[Saved data entries]
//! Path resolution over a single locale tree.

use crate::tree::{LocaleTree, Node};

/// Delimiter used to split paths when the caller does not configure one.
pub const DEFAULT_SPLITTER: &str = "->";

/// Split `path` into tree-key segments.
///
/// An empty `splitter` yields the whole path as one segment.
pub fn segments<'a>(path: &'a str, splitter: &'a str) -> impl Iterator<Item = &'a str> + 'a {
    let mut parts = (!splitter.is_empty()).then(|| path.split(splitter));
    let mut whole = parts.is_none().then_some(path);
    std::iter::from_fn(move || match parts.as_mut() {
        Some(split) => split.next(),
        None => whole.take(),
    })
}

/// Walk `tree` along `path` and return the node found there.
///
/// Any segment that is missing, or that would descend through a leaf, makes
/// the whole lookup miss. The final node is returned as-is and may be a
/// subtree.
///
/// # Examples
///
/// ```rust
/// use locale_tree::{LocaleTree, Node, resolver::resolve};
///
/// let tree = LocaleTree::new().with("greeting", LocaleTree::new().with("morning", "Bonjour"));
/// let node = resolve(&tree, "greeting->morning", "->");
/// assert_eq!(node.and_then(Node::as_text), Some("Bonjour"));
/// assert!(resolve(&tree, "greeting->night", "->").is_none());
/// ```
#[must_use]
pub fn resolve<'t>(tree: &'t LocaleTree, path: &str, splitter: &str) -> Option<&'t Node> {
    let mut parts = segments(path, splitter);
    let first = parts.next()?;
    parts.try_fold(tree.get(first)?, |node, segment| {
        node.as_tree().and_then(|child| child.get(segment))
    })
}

[Your objective]
Copy out all the entries shown above, character for character.

[Reply to the task]
//! Path resolution over a single locale tree.

use crate::tree::{LocaleTree, Node};

/// Delimiter used to split paths when the caller does not configure one.
pub const DEFAULT_SPLITTER: &str = "->";

/// Split `path` into tree-key segments.
///
/// An empty `splitter` yields the whole path as one segment.
pub fn segments<'a>(path: &'a str, splitter: &'a str) -> impl Iterator<Item = &'a str> + 'a {
    let mut parts = (!splitter.is_empty()).then(|| path.split(splitter));
    let mut whole = parts.is_none().then_some(path);
    std::iter::from_fn(move || match parts.as_mut() {
        Some(split) => split.next(),
        None => whole.take(),
    })
}

/// Walk `tree` along `path` and return the node found there.
///
/// Any segment that is missing, or that would descend through a leaf, makes
/// the whole lookup miss. The final node is returned as-is and may be a
/// subtree.
///
/// # Examples
///
/// ```rust
/// use locale_tree::{LocaleTree, Node, resolver::resolve};
///
/// let tree = LocaleTree::new().with("greeting", LocaleTree::new().with("morning", "Bonjour"));
/// let node = resolve(&tree, "greeting->morning", "->");
/// assert_eq!(node.and_then(Node::as_text), Some("Bonjour"));
/// assert!(resolve(&tree, "greeting->night", "->").is_none());
/// ```
#[must_use]
pub fn resolve<'t>(tree: &'t LocaleTree, path: &str, splitter: &str) -> Option<&'t Node> {
    let mut parts = segments(path, splitter);
    let first = parts.next()?;
    parts.try_fold(tree.get(first)?, |node, segment| {
        node.as_tree().and_then(|child| child.get(segment))
    })
}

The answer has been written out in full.